It is truly not hyperbole to say the Cleveland Browns added one of the greatest athletes, pound-for-pound, that the NFL has ever seen when they drafted quarterback Taylen Green in the sixth round of April's draft. At nearly 6'6" and 227 pounds, Green's NFL Combine exploits caused jaws to drop nationwide as he dazzled in the 40-yard dash, vertical jump, and broad jump, making history in the process.
His 9.99 Relative Athletic Score ranked second among 1,128 quarterback prospects since 1987. Perhaps a few comparisons at other positions help put those numbers into perspective. This is a prospect whose official 40-yard dash (4.36) bested Terrelle Pryor's unofficial Pro Day 40-time (4.38–4.41 depending on who you ask). He also outleaped Josh Gordon vertically by a whopping seven-and-a-half inches and Joe Haden in the broad jump by nine inches.
In a league where the best athletes typically play wide receiver and defensive back, Taylen Green makes plenty of them seem like "average Joes." Naturally, with all that athletic ability, you can imagine the shock a Browns fan might've felt when Bleacher Report's "realistic expectations" for him in 2026 read thusly:
“While GM Andrew Berry wants to keep four quarterbacks now that he's added Green to a group that includes Deshaun Watson, Shedeur Sanders and Dillon Gabriel, he's also admitted that Green still needs to “polish” his craft. Expect the rookie to be little more than a QB4 for the club in 2026. Realistic expectation: Practice squad QB4.”
Even if the Browns opt for only three quarterbacks, it's hard to believe Taylen Green would be the odd man out
Andrew Berry has done this song and dance so many times it's become an annual spectacle. In 2024, the conversation was about keeping Tyler Huntley, who had an impressive preseason, as a fourth QB behind Deshaun Watson, Jameis Winston, and Dorian Thompson-Robinson. In 2025, it centered around keeping Joe Flacco, Kenny Pickett, Shedeur Sanders, and Dillon Gabriel. This year, it's about whether the Browns will roster the four QBs they currently have: Watson, Sanders, Gabriel, and Green.
Last year, we looked back at the initial 53-man rosters for all 32 teams over the previous five years to see how many QBs each team kept per year. Only one of 160 teams kept four quarterbacks, and it was the aforementioned 2024 Browns with Tyler Huntley. When a trade predictably didn't materialize, they cut bait before the season opener.
We expanded our data set to include 2025, and the Browns were joined by one other brave franchise that entered the season with four quarterbacks under contract: the 2025 Pittsburgh Steelers. We quickly found out that it was a phony four, as Skylar Thompson was only kept on board through the cutdown date to be shuffled to the injury list without having to miss the full season.

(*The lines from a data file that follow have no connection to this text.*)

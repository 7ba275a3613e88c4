//! BS.1770 loudness aggregation
//!
//! K-weighted, channel-weighted energy is accumulated in 100 ms hops. Every
//! completed hop closes a 400 ms gating block made of the last four hops
//! (75% overlap). Momentary loudness is the latest block, short-term loudness
//! averages the last 30 hops (3 s), and integrated loudness applies the
//! two-stage gate over every block since the last reset.

use crate::error::{LoudnessError, Result};
use crate::histogram::LoudnessHistogram;
use crate::kweighting::KWeightingBank;
use crate::{energy_to_lufs, LRA_RELATIVE_GATE_LU, LUFS_FLOOR, RELATIVE_GATE_LU};
use automaster_core::{validate_stream, ConfigError, EnergyHistory, SampleWindow, MAX_CHANNELS};

const HOP_SECONDS: f64 = 0.1;
const MOMENTARY_HOPS: usize = 4;
const SHORT_TERM_HOPS: usize = 30;
const SURROUND_WEIGHT: f64 = 1.41;

/// Per-channel BS.1770 weights
#[derive(Debug, Clone, Copy, PartialEq)]
pub struct ChannelWeights {
    weights: [f64; MAX_CHANNELS],
    channels: usize,
}

impl ChannelWeights {
    /// Default weights for a channel count
    ///
    /// Six channels are treated as 5.1 in L, R, C, LFE, Ls, Rs order (LFE
    /// excluded, surrounds weighted 1.41). Every other layout weights all
    /// channels 1.0.
    pub fn for_channels(channels: usize) -> Self {
        let channels = channels.min(MAX_CHANNELS);
        let mut weights = [1.0; MAX_CHANNELS];
        if channels == 6 {
            weights[3] = 0.0;
            weights[4] = SURROUND_WEIGHT;
            weights[5] = SURROUND_WEIGHT;
        }
        Self { weights, channels }
    }

    /// Explicit weights, one per channel
    pub fn custom(values: &[f64]) -> std::result::Result<Self, ConfigError> {
        if values.is_empty() || values.len() > MAX_CHANNELS {
            return Err(ConfigError::InvalidChannelCount(values.len()));
        }
        let mut weights = [0.0; MAX_CHANNELS];
        weights[..values.len()].copy_from_slice(values);
        Ok(Self {
            weights,
            channels: values.len(),
        })
    }

    /// Weight of `channel`
    #[inline]
    pub fn weight(&self, channel: usize) -> f64 {
        self.weights[channel]
    }

    /// Weights of the active channels
    pub fn as_slice(&self) -> &[f64] {
        &self.weights[..self.channels]
    }
}

/// A completed 400 ms gating block
#[derive(Debug, Clone, Copy, PartialEq)]
pub struct GatingBlock {
    /// Sequence number since the last reset
    pub index: u64,
    /// Channel-weighted mean square over the block
    pub energy: f64,
    /// Block loudness (LUFS)
    pub loudness_lufs: f64,
}

/// Streaming BS.1770 loudness meter
///
/// All storage is allocated in `new`; `process_frame`, `accumulate` and the
/// loudness queries never allocate, so the meter can run on an audio thread.
///
/// # Example
///
/// ```
/// use automaster_loudness::{LoudnessMeter, LUFS_FLOOR};
///
/// let mut meter = LoudnessMeter::new(48_000, 2)?;
/// assert_eq!(meter.integrated_lufs(), LUFS_FLOOR);
///
/// meter.add_frames(&vec![0.0; 48_000 * 2])?;
/// assert_eq!(meter.integrated_lufs(), LUFS_FLOOR);
/// # Ok::<(), automaster_loudness::LoudnessError>(())
/// ```
#[derive(Debug, Clone)]
pub struct LoudnessMeter {
    sample_rate: u32,
    channels: usize,
    weights: ChannelWeights,
    kweighting: KWeightingBank,
    hop: SampleWindow,
    hops: EnergyHistory,
    blocks: LoudnessHistogram,
    short_term_values: LoudnessHistogram,
    momentary_lufs: f64,
    short_term_lufs: f64,
    max_momentary_lufs: f64,
    max_short_term_lufs: f64,
    block_count: u64,
    frames: u64,
}

impl LoudnessMeter {
    /// Create a meter
    ///
    /// # Arguments
    /// * `sample_rate` - Sample rate in Hz (8000-384000)
    /// * `channels` - Number of channels (1-8)
    pub fn new(sample_rate: u32, channels: usize) -> std::result::Result<Self, ConfigError> {
        validate_stream(sample_rate, channels)?;

        Ok(Self {
            sample_rate,
            channels,
            weights: ChannelWeights::for_channels(channels),
            kweighting: KWeightingBank::new(sample_rate, channels),
            hop: SampleWindow::from_duration(sample_rate, HOP_SECONDS),
            hops: EnergyHistory::new(SHORT_TERM_HOPS),
            blocks: LoudnessHistogram::new(),
            short_term_values: LoudnessHistogram::new(),
            momentary_lufs: LUFS_FLOOR,
            short_term_lufs: LUFS_FLOOR,
            max_momentary_lufs: LUFS_FLOOR,
            max_short_term_lufs: LUFS_FLOOR,
            block_count: 0,
            frames: 0,
        })
    }

    /// K-weight and accumulate one interleaved frame
    ///
    /// `frame` must hold exactly one sample per channel.
    #[inline]
    pub fn process_frame(&mut self, frame: &[f32]) -> Option<GatingBlock> {
        let mut weighted = [0.0; MAX_CHANNELS];
        self.kweighting
            .process_frame(frame, &mut weighted[..self.channels]);
        self.accumulate(&weighted[..self.channels])
    }

    /// Accumulate one frame of already K-weighted samples
    ///
    /// Returns the gating block closed by this frame, if any.
    #[inline]
    pub fn accumulate(&mut self, weighted: &[f64]) -> Option<GatingBlock> {
        let energy: f64 = weighted
            .iter()
            .enumerate()
            .map(|(ch, y)| self.weights.weight(ch) * y * y)
            .sum();
        self.frames += 1;

        let hop_energy = self.hop.push_energy(energy)?;
        self.hops.push(hop_energy);
        self.close_hop()
    }

    fn close_hop(&mut self) -> Option<GatingBlock> {
        if let Some(short_term) = self.hops.mean_of_last(SHORT_TERM_HOPS) {
            let lufs = energy_to_lufs(short_term);
            self.short_term_lufs = lufs;
            self.max_short_term_lufs = self.max_short_term_lufs.max(lufs);
            self.short_term_values.add(short_term, lufs);
        }

        let energy = self.hops.mean_of_last(MOMENTARY_HOPS)?;
        let loudness_lufs = energy_to_lufs(energy);
        self.momentary_lufs = loudness_lufs;
        self.max_momentary_lufs = self.max_momentary_lufs.max(loudness_lufs);
        self.blocks.add(energy, loudness_lufs);

        let block = GatingBlock {
            index: self.block_count,
            energy,
            loudness_lufs,
        };
        self.block_count += 1;
        Some(block)
    }

    /// Accumulate interleaved samples
    pub fn add_frames(&mut self, samples: &[f32]) -> Result<()> {
        if samples.len() % self.channels != 0 {
            return Err(LoudnessError::IncompleteFrame {
                samples: samples.len(),
                channels: self.channels,
            });
        }
        for frame in samples.chunks_exact(self.channels) {
            self.process_frame(frame);
        }
        Ok(())
    }

    /// Loudness of the last completed 400 ms block
    pub fn momentary_lufs(&self) -> f64 {
        self.momentary_lufs
    }

    /// Loudness of the last 3 s
    ///
    /// Reports the floor until three seconds have been measured.
    pub fn short_term_lufs(&self) -> f64 {
        self.short_term_lufs
    }

    /// Gated integrated loudness over every block since the last reset
    pub fn integrated_lufs(&self) -> f64 {
        self.blocks
            .gated_loudness(RELATIVE_GATE_LU)
            .map_or(LUFS_FLOOR, |(_, lufs)| lufs)
    }

    /// Loudness range (LU) per EBU Tech 3342
    ///
    /// Spread between the 10th and 95th percentiles of the gated short-term
    /// loudness distribution; 0 until enough material has been measured.
    pub fn loudness_range_lu(&self) -> f64 {
        let Some((threshold, _)) = self.short_term_values.gated_loudness(LRA_RELATIVE_GATE_LU)
        else {
            return 0.0;
        };
        let low = self.short_term_values.percentile_from(threshold, 0.10);
        let high = self.short_term_values.percentile_from(threshold, 0.95);
        (high - low).max(0.0)
    }

    /// Highest momentary loudness seen
    pub fn max_momentary_lufs(&self) -> f64 {
        self.max_momentary_lufs
    }

    /// Highest short-term loudness seen
    pub fn max_short_term_lufs(&self) -> f64 {
        self.max_short_term_lufs
    }

    /// Number of gating blocks closed since the last reset
    pub fn block_count(&self) -> u64 {
        self.block_count
    }

    /// Number of gating blocks above the absolute gate
    pub fn gated_block_count(&self) -> u64 {
        self.blocks.len()
    }

    /// Frames accumulated since the last reset
    pub fn frames_processed(&self) -> u64 {
        self.frames
    }

    /// Sample rate in Hz
    pub fn sample_rate(&self) -> u32 {
        self.sample_rate
    }

    /// Channel count
    pub fn channels(&self) -> usize {
        self.channels
    }

    /// Clear all blocks, windows and filter states
    pub fn reset(&mut self) {
        self.kweighting.reset();
        self.hop.reset();
        self.hops.reset();
        self.blocks.reset();
        self.short_term_values.reset();
        self.momentary_lufs = LUFS_FLOOR;
        self.short_term_lufs = LUFS_FLOOR;
        self.max_momentary_lufs = LUFS_FLOOR;
        self.max_short_term_lufs = LUFS_FLOOR;
        self.block_count = 0;
        self.frames = 0;
    }
}
impl MasteringPipeline {
    /// Build a pipeline for `channels` channels at `sample_rate`
    ///
    /// The configuration is validated first; an empty band layout is filled
    /// in from the genre preset.
    pub fn new(config: &MasteringConfig, sample_rate: u32, channels: usize) -> Result<PipelineParts> {
        validate_stream(sample_rate, channels)?;
        config.validate(sample_rate)?;
        let config = config.resolved();

        let dynamics = MultibandCompressor::new(
            sample_rate,
            channels,
            &config.band_crossovers,
            &config.band_settings,
        )?;
        let trim = TargetTrim::new(sample_rate, config.target_lufs)?;
        let mut limiter = TruePeakLimiter::new(sample_rate, channels);
        limiter.set_ceiling_dbtp(config.true_peak_ceiling_dbtp)?;

        let ((command_tx, command_rx), (retired_tx, retired_rx)) = command_channels();
        let (publisher, receiver) = metering_channel(SNAPSHOT_QUEUE_CAPACITY);

        let frames_per_snapshot =
            ((u64::from(sample_rate) * u64::from(config.metering_interval_ms)) / 1000).max(1);
        let band_count = dynamics.band_count();

        tracing::info!(
            sample_rate,
            channels,
            bands = band_count,
            preset = ?config.genre_preset,
            target_lufs = config.target_lufs,
            ceiling_dbtp = config.true_peak_ceiling_dbtp,
            "Mastering pipeline ready"
        );

        let pipeline = Self {
            sample_rate,
            channels,
            meter: LoudnessMeter::new(sample_rate, channels)?,
            input_peak: TruePeakDetector::new(channels),
            correlation: PhaseCorrelation::new(),
            classifier: MaterialClassifier::new(sample_rate, channels, DEFAULT_INTERVAL_SECONDS),
            interval_peak: 0.0,
            dynamics,
            trim,
            limiter,
            output_peak: TruePeakDetector::new(channels),
            auto_material: config.auto_material_detection,
            frames_per_snapshot,
            frames_until_snapshot: frames_per_snapshot,
            position_frames: 0,
            sanitized_samples: 0,
            late_blocks: 0,
            deadline_monitoring: config.deadline_monitoring,
            commands: command_rx,
            retired: retired_tx,
            publisher,
        };

        Ok(PipelineParts {
            pipeline,
            controller: PipelineController::new(
                command_tx,
                retired_rx,
                sample_rate,
                channels,
                band_count,
            ),
            receiver,
        })
    }

    /// Process interleaved audio in place
    ///
    /// A block that is not a whole number of frames is zeroed and reported.
    pub fn process_interleaved(&mut self, samples: &mut [f32]) {
        let started = self.deadline_monitoring.then(Instant::now);
        self.apply_commands();

        if samples.len() % self.channels != 0 {
            samples.fill(0.0);
            self.publisher.report(DiagnosticEvent::ChannelMismatch {
                expected: self.channels,
                actual: samples.len(),
            });
            return;
        }

        let sanitized = sanitize_in_place(samples);
        self.record_sanitized(sanitized);

        let frames = samples.len() / self.channels;
        for frame in samples.chunks_exact_mut(self.channels) {
            self.process_frame(frame);
        }

        if let Some(started) = started {
            self.check_deadline(started, frames);
        }
    }

    /// Process one slice per channel in place
    ///
    /// The number of slices must match the channel count and every slice must
    /// have the same length; otherwise the block is zeroed and reported.
    pub fn process_planar(&mut self, channels: &mut [&mut [f32]]) {
        let started = self.deadline_monitoring.then(Instant::now);
        self.apply_commands();

        let frames = channels.first().map_or(0, |ch| ch.len());
        if channels.len() != self.channels || channels.iter().any(|ch| ch.len() != frames) {
            for channel in channels.iter_mut() {
                channel.fill(0.0);
            }
            self.publisher.report(DiagnosticEvent::ChannelMismatch {
                expected: self.channels,
                actual: channels.len(),
            });
            return;
        }

        let sanitized: usize = channels
            .iter_mut()
            .map(|channel| sanitize_in_place(channel))
            .sum();
        self.record_sanitized(sanitized);

        let mut frame = [0.0f32; MAX_CHANNELS];
        for index in 0..frames {
            for (slot, channel) in frame.iter_mut().zip(channels.iter()) {
                *slot = channel[index];
            }
            self.process_frame(&mut frame[..self.channels]);
            for (slot, channel) in frame.iter().zip(channels.iter_mut()) {
                channel[index] = *slot;
            }
        }

        if let Some(started) = started {
            self.check_deadline(started, frames);
        }
    }

    #[inline]
    fn process_frame(&mut self, frame: &mut [f32]) {
        // Metering branch (input)
        if self.meter.process_frame(frame).is_some() {
            self.trim.update(self.meter.integrated_lufs());
        }
        let peak = self.input_peak.interpolated_peak(frame);
        self.interval_peak = self.interval_peak.max(peak);

        let left = f64::from(frame[0]);
        let right = frame.get(1).map_or(left, |&s| f64::from(s));
        self.correlation.push(left, right);

        if self.classifier.push_frame(frame) {
            self.close_classifier_interval();
        }

        // Processing branch
        let mut work = [0.0f64; MAX_CHANNELS];
        let work = &mut work[..frame.len()];
        for (w, &s) in work.iter_mut().zip(frame.iter()) {
            *w = f64::from(s);
        }
        self.dynamics.process_frame(work);

        let gain = f64::from(self.trim.next_gain());
        for (s, &w) in frame.iter_mut().zip(work.iter()) {
            *s = (w * gain) as f32;
        }
        self.limiter.process_frame(frame);
        self.output_peak.interpolated_peak(frame);

        self.position_frames += 1;
        self.frames_until_snapshot -= 1;
        if self.frames_until_snapshot == 0 {
            self.frames_until_snapshot = self.frames_per_snapshot;
            self.correlation.finish();
            let snapshot = self.snapshot();
            self.publisher.publish(snapshot);
        }
    }

    fn close_classifier_interval(&mut self) {
        // Not finite until short-term loudness is available; never promotes then
        let crest_factor_db =
            linear_to_db(f64::from(self.interval_peak)) - self.meter.short_term_lufs();
        let classification = self.classifier.finish_interval(crest_factor_db);
        self.interval_peak = 0.0;

        if self.auto_material {
            // Recommended timings are always in range
            let _ = self.dynamics.apply_timing(
                classification.recommended_attack_s,
                classification.recommended_release_s,
            );
        }
    }

    fn record_sanitized(&mut self, count: usize) {
        if count > 0 {
            self.sanitized_samples += count as u64;
            self.publisher.report(DiagnosticEvent::NonFiniteSamples {
                count,
                position_frames: self.position_frames,
            });
        }
    }

    fn check_deadline(&mut self, started: Instant, frames: usize) {
        let budget_us = frames as u64 * 1_000_000 / u64::from(self.sample_rate);
        let elapsed_us = started.elapsed().as_micros() as u64;
        if elapsed_us > budget_us {
            self.late_blocks += 1;
            self.publisher.report(DiagnosticEvent::LateBlock {
                elapsed_us,
                budget_us,
            });
        }
    }

    fn apply_commands(&mut self) {
        while let Ok(command) = self.commands.pop() {
            self.apply_command(command);
        }
    }

    fn apply_command(&mut self, command: PipelineCommand) {
        let name = command.name();
        let applied = match command {
            PipelineCommand::SetBandSettings { band, settings } => {
                self.dynamics.set_band_settings(band, settings).is_ok()
            }
            PipelineCommand::LoadPreset(mut change) => {
                let applied = self.dynamics.swap_splitter(&mut change.splitter).is_ok()
                    && self.dynamics.set_all_settings(&change.settings).is_ok()
                    && self.trim.set_target(change.target_lufs).is_ok();
                self.trim.update(self.meter.integrated_lufs());
                self.retire(Retired::Preset(change));
                applied
            }
            PipelineCommand::ReplaceSplitter(mut splitter) => {
                let applied = self.dynamics.swap_splitter(&mut splitter).is_ok();
                self.retire(Retired::Splitter(splitter));
                applied
            }
            PipelineCommand::SetTarget(target_lufs) => {
                let applied = self.trim.set_target(target_lufs).is_ok();
                self.trim.update(self.meter.integrated_lufs());
                applied
            }
            PipelineCommand::SetCeiling(ceiling_dbtp) => {
                self.limiter.set_ceiling_dbtp(ceiling_dbtp).is_ok()
            }
            PipelineCommand::SetAutoMode(enabled) => {
                self.auto_material = enabled;
                true
            }
            PipelineCommand::SetReference(reference_lufs) => {
                self.trim.set_reference(reference_lufs);
                self.trim.update(self.meter.integrated_lufs());
                true
            }
            PipelineCommand::SetManualOverride { band, manual } => {
                self.dynamics.set_manual_override(band, manual).is_ok()
            }
            PipelineCommand::Reset => {
                self.reset();
                true
            }
        };

        if !applied {
            self.publisher
                .report(DiagnosticEvent::RejectedCommand { command: name });
        }
    }

    fn retire(&mut self, retired: Retired) {
        // A full queue means the controller stopped collecting; the object
        // is then dropped here
        let _ = self.retired.push(retired);
    }

    /// Current meter readings
    ///
    /// Phase correlation is that of the last completed metering interval.
    pub fn snapshot(&self) -> MeteringSnapshot {
        let mut snapshot = MeteringSnapshot::empty(self.dynamics.band_count());
        snapshot.integrated_lufs = self.meter.integrated_lufs();
        snapshot.short_term_lufs = self.meter.short_term_lufs();
        snapshot.momentary_lufs = self.meter.momentary_lufs();
        snapshot.true_peak_dbtp = self.input_peak.true_peak_dbtp();
        snapshot.phase_correlation = self.correlation.value();
        snapshot.band_count = self
            .dynamics
            .gain_reductions(&mut snapshot.band_gain_reduction_db);
        snapshot.output_true_peak_dbtp = self.output_peak.true_peak_dbtp();
        snapshot.trim_db = self.trim.current_gain_db();
        snapshot.limiter_gain_reduction_db = self.limiter.gain_reduction_db();
        snapshot.loudness_range_lu = self.meter.loudness_range_lu();
        snapshot.material = self.classifier.last();
        snapshot.sanitized_samples = self.sanitized_samples;
        snapshot.late_blocks = self.late_blocks;
        snapshot.dropped_snapshots = self.publisher.dropped_snapshots();
        snapshot.position_frames = self.position_frames;
        snapshot
    }

    /// Flush every filter, meter and counter
    ///
    /// Target, ceiling, band settings and the reference loudness are kept.
    pub fn reset(&mut self) {
        self.meter.reset();
        self.input_peak.reset();
        self.correlation.reset();
        self.classifier.reset();
        self.interval_peak = 0.0;
        self.dynamics.reset();
        self.trim.reset();
        self.trim.update(self.meter.integrated_lufs());
        self.limiter.reset();
        self.output_peak.reset();
        self.frames_until_snapshot = self.frames_per_snapshot;
        self.position_frames = 0;
        self.sanitized_samples = 0;
        self.late_blocks = 0;
    }

    /// Delay from input to output in frames
    pub fn latency_samples(&self) -> usize {
        self.limiter.latency_samples()
    }

    /// Change the target loudness directly (owner thread only)
    pub fn set_target(&mut self, target_lufs: f64) -> Result<()> {
        self.trim.set_target(target_lufs)?;
        self.trim.update(self.meter.integrated_lufs());
        Ok(())
    }

    /// Change the limiter ceiling directly (owner thread only)
    pub fn set_ceiling(&mut self, ceiling_dbtp: f64) -> Result<()> {
        self.limiter.set_ceiling_dbtp(ceiling_dbtp)?;
        Ok(())
    }

    /// Use a fixed measured loudness for the trim (owner thread only)
    pub fn set_reference(&mut self, reference_lufs: Option<f64>) {
        self.trim.set_reference(reference_lufs);
        self.trim.update(self.meter.integrated_lufs());
    }

    /// Replace one band's settings directly (owner thread only)
    pub fn set_band_settings(&mut self, band: usize, settings: DynamicsSettings) -> Result<()> {
        self.dynamics.set_band_settings(band, settings)?;
        Ok(())
    }

    /// Enable or disable automatic material timing
    pub fn set_auto_mode(&mut self, enabled: bool) {
        self.auto_material = enabled;
    }

    /// Whether material recommendations are applied
    pub fn auto_mode(&self) -> bool {
        self.auto_material
    }

    /// Latest material classification
    pub fn classification(&self) -> Option<MaterialClassification> {
        self.classifier.last()
    }

    /// Bands with their current settings
    pub fn bands(&self) -> &[Band] {
        self.dynamics.bands()
    }

    /// Number of bands
    pub fn band_count(&self) -> usize {
        self.dynamics.band_count()
    }

    /// Sample rate in Hz
    pub fn sample_rate(&self) -> u32 {
        self.sample_rate
    }

    /// Channel count
    pub fn channels(&self) -> usize {
        self.channels
    }

    /// Frames processed since construction or the last reset
    pub fn position_frames(&self) -> u64 {
        self.position_frames
    }

    /// Target loudness in LUFS
    pub fn target_lufs(&self) -> f64 {
        self.trim.target_lufs()
    }
}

So, effectively, no team in the last six years has kept four quarterbacks on the active roster for a season. But Andrew Berry will keep telling us he wouldn't mind. As a Browns fan, that's exactly what you should want. As much as folks might not believe it, Berry is trying to preserve trade value for the likeliest departure, Dillon Gabriel.
If another franchise, such as the Kevin Stefanski-led Atlanta Falcons, is keen on Gabriel, they could just wait for the Browns to release him in a month and get him for free. Berry is trying to preserve value. He's also batting .500 on the proposition, striking out with Tyler Huntley in 2024 but somehow recouping his initial fifth-round pick investment from the Raiders for Kenny Pickett last year. It's hard to argue when it's worked at least once.
Moreover, Andrew Berry has proven very unwilling to release a draft pick before at least one season. Not counting the newest crop of rookies, Berry has drafted 44 players. Only three of them, or 6.8 percent, failed to make the team's initial roster.
What makes the Bleacher Report take particularly confounding is the idea of moving Green to the practice squad. A player has full agency once he is released, and he is eligible to sign anywhere else — including other teams' practice squads — if he so chooses. Nothing is stopping Taylen Green from heading to Baltimore and learning from the GOAT athletic quarterback in Lamar Jackson if he were to be cut. That's surely something the Browns wouldn't want to see.
All of that is to say, regardless of whether this is a redshirt year for Taylen Green or not in terms of on-field action, under no circumstances should the Browns release him to try to stash him on their practice squad. Fans can rest easy that Andrew Berry is probably thinking the same way.